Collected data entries
++++++++++++++++++++
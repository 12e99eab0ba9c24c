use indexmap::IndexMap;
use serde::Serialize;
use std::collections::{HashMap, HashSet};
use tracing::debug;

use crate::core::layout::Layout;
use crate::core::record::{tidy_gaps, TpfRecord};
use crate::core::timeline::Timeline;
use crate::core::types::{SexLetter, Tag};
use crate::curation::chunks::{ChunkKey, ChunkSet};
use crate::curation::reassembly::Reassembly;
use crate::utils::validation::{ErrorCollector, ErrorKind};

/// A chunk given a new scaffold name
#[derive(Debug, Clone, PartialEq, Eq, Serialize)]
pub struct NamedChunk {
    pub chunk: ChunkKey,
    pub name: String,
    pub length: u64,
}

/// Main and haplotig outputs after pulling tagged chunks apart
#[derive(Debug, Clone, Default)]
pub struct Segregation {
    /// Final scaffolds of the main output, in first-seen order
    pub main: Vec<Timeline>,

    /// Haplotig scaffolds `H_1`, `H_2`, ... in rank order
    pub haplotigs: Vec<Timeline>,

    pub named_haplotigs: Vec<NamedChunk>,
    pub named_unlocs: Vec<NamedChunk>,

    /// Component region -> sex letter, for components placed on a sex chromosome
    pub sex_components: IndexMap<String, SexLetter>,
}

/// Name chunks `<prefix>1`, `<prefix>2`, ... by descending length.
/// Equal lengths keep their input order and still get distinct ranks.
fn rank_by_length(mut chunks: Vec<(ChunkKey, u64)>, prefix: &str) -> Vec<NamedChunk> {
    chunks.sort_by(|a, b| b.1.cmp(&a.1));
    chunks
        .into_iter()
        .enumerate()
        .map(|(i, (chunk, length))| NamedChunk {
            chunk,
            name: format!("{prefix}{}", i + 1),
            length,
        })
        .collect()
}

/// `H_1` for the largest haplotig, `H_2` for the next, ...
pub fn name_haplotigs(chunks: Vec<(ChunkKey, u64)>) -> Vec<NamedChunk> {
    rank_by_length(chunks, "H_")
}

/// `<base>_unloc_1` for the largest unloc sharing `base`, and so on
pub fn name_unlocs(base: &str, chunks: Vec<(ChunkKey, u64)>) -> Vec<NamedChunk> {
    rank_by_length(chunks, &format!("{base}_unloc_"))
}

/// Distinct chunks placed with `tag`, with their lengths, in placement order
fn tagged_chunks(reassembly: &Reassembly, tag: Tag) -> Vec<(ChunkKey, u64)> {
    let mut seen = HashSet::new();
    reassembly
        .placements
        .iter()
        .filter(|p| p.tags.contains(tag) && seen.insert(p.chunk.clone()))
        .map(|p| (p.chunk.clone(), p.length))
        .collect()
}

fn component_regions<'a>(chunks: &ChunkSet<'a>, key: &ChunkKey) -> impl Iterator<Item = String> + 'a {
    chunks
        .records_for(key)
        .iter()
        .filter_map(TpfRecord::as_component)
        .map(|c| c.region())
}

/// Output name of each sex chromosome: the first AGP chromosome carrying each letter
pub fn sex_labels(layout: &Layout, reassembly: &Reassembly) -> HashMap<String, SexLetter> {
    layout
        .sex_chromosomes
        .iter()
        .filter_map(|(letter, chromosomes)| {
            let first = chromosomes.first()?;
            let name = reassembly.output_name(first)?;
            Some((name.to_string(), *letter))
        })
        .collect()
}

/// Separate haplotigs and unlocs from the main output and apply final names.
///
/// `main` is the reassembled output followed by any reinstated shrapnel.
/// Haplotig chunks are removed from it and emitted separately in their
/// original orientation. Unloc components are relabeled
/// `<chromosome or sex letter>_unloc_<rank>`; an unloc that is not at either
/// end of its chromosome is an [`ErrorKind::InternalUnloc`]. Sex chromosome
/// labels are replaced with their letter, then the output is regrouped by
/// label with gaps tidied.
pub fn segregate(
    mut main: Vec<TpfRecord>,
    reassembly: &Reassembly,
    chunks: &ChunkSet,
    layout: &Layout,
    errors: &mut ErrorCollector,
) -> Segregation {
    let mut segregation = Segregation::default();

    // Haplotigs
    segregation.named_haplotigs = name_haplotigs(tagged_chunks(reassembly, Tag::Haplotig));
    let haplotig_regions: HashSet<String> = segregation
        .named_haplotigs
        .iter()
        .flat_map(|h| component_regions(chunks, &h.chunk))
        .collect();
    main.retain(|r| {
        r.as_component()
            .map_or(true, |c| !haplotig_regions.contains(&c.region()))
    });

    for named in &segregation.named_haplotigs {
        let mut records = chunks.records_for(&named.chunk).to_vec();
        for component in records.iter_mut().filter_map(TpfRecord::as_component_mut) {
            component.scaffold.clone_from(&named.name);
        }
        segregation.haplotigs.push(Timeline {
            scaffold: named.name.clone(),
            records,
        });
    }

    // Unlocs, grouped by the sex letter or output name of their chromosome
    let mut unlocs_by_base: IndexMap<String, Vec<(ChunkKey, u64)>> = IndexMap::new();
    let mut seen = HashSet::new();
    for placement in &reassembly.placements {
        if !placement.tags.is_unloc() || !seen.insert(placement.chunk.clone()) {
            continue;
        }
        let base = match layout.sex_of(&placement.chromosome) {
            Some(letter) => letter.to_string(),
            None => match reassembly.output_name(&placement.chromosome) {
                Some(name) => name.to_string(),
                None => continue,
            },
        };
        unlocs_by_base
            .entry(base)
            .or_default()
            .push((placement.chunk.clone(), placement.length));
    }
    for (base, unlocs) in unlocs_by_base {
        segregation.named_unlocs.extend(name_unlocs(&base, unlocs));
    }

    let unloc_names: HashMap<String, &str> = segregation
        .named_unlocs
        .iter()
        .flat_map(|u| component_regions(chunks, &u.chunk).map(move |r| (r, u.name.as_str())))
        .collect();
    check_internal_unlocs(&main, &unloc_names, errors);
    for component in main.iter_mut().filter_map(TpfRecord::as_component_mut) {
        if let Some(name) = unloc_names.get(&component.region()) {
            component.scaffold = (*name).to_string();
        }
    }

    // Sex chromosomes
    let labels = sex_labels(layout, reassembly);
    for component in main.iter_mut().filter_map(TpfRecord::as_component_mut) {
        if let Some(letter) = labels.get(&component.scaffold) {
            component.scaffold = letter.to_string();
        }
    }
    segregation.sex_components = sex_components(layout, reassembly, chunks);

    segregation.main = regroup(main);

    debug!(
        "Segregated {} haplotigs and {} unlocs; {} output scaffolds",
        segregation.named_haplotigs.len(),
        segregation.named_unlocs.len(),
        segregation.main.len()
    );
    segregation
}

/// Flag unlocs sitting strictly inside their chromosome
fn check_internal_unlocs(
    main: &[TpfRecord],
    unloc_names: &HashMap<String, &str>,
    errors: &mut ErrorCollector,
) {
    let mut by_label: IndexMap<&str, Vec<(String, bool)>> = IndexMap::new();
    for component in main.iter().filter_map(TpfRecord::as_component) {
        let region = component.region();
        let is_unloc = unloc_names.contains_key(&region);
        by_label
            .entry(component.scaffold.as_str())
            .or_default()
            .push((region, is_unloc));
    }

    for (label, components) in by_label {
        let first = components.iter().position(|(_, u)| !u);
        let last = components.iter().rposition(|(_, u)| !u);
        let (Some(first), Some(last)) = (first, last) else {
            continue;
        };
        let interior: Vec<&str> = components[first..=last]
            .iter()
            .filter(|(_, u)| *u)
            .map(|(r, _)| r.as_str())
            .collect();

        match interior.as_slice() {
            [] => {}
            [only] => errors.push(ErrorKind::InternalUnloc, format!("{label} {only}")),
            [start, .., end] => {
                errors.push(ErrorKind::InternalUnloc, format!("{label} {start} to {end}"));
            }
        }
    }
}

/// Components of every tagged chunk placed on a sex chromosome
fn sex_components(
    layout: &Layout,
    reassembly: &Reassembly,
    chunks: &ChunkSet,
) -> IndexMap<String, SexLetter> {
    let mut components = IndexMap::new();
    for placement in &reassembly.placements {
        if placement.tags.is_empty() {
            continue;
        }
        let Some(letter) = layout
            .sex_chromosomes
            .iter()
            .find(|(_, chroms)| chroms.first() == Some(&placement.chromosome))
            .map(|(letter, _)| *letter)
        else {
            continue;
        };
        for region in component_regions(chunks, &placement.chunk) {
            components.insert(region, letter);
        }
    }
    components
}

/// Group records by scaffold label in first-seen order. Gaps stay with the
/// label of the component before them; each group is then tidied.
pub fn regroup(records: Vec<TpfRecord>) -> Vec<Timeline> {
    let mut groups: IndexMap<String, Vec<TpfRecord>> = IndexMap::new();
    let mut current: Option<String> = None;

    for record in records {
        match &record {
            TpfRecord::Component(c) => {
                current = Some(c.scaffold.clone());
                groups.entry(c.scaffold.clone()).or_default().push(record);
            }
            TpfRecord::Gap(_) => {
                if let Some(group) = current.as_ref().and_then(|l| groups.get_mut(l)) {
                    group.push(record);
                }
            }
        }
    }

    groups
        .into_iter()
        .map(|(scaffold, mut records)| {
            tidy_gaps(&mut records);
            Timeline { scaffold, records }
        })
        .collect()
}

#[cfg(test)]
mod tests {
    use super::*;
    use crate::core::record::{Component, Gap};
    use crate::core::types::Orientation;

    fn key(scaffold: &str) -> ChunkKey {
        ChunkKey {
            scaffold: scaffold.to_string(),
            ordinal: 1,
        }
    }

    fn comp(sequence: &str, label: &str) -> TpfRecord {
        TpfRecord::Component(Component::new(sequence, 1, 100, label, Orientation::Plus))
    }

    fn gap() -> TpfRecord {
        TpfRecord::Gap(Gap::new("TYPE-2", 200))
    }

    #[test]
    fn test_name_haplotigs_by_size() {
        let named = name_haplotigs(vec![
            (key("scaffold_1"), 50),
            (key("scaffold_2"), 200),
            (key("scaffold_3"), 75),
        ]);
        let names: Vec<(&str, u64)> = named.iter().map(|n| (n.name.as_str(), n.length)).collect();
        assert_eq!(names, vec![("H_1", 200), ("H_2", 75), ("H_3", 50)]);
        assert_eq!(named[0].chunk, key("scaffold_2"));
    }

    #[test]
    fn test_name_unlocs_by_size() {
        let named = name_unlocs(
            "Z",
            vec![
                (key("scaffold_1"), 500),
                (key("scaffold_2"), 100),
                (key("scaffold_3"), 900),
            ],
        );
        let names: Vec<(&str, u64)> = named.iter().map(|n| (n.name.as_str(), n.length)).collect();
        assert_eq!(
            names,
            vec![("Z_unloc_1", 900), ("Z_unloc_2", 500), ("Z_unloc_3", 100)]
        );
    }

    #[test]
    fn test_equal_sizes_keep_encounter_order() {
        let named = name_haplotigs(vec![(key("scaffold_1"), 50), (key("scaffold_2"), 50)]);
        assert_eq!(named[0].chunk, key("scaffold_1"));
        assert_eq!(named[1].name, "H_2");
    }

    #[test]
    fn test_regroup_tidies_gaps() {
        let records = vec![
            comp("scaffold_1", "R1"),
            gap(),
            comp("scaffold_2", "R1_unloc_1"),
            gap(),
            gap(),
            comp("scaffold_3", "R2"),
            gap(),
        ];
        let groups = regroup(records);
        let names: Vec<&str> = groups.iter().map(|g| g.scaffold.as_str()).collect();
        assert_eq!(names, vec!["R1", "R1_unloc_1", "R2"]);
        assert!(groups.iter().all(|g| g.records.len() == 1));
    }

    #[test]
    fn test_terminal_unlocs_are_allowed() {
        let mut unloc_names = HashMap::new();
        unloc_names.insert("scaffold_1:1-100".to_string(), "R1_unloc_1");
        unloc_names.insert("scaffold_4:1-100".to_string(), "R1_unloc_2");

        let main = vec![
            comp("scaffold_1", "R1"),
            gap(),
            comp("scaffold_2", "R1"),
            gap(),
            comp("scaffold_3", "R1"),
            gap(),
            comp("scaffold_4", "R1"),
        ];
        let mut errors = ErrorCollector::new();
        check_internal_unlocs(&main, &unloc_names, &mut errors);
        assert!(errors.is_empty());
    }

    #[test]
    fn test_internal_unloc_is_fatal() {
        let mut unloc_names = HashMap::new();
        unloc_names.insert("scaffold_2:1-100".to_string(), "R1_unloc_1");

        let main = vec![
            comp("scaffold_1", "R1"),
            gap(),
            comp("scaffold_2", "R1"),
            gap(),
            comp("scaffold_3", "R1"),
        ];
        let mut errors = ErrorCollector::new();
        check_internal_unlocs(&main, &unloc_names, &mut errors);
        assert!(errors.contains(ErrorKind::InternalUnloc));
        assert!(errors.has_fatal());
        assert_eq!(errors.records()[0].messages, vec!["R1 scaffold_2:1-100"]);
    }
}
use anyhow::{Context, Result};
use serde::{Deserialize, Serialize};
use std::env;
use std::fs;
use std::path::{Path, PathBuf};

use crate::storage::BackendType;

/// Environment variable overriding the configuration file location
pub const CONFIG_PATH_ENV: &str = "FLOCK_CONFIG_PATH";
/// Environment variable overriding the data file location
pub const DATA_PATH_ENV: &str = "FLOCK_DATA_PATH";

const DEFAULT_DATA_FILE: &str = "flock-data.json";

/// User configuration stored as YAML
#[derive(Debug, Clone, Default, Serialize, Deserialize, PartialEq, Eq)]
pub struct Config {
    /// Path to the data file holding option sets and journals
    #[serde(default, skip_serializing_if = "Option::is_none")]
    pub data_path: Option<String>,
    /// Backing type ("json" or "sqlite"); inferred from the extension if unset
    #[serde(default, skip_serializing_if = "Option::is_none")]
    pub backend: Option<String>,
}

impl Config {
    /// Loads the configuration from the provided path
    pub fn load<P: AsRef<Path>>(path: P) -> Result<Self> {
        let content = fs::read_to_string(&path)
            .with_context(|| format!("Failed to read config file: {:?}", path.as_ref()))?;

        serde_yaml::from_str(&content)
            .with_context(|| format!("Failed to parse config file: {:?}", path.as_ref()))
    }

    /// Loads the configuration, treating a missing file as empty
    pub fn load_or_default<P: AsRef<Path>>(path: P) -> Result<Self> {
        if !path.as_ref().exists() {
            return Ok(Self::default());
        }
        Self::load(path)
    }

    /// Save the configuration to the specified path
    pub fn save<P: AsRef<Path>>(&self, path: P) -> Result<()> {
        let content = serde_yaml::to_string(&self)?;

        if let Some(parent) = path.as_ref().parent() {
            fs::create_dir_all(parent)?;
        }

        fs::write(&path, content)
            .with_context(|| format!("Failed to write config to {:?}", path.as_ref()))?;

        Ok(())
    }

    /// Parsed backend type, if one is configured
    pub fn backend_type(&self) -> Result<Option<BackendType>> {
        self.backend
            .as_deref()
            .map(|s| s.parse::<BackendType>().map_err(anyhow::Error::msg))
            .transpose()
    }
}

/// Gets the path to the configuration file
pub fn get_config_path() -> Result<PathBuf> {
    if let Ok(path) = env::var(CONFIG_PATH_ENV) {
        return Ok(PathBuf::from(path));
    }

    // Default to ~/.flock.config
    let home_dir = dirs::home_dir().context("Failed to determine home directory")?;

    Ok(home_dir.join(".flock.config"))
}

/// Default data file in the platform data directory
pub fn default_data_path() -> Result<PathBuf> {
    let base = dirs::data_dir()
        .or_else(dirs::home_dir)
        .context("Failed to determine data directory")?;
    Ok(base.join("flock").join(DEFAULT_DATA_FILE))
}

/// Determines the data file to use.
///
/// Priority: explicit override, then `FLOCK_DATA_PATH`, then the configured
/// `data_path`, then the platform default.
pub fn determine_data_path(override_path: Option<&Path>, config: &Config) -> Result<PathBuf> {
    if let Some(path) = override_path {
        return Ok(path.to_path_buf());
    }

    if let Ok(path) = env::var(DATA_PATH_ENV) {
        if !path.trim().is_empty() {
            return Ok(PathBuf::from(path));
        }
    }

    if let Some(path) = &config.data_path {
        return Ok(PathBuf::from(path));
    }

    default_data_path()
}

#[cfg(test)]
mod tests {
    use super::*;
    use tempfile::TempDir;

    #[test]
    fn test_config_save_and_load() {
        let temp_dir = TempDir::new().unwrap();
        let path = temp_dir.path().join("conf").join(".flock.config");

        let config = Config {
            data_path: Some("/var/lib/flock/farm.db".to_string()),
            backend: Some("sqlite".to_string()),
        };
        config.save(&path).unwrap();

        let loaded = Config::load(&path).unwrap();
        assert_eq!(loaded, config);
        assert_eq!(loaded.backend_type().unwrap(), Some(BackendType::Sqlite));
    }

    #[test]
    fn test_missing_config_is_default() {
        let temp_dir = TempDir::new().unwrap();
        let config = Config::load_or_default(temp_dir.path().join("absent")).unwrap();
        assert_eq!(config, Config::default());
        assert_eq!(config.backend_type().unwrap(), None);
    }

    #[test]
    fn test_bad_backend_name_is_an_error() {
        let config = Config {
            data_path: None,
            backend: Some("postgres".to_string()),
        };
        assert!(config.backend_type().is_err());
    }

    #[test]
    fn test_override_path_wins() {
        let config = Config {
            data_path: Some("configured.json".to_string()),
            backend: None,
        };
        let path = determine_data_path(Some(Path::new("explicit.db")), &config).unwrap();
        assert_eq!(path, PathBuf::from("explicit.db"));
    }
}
++++++++++++++++++++
▸ **Directions for this task**
Only a number is wanted here: how many lines of the data hold the string "directory".

▸ **Expected output**
3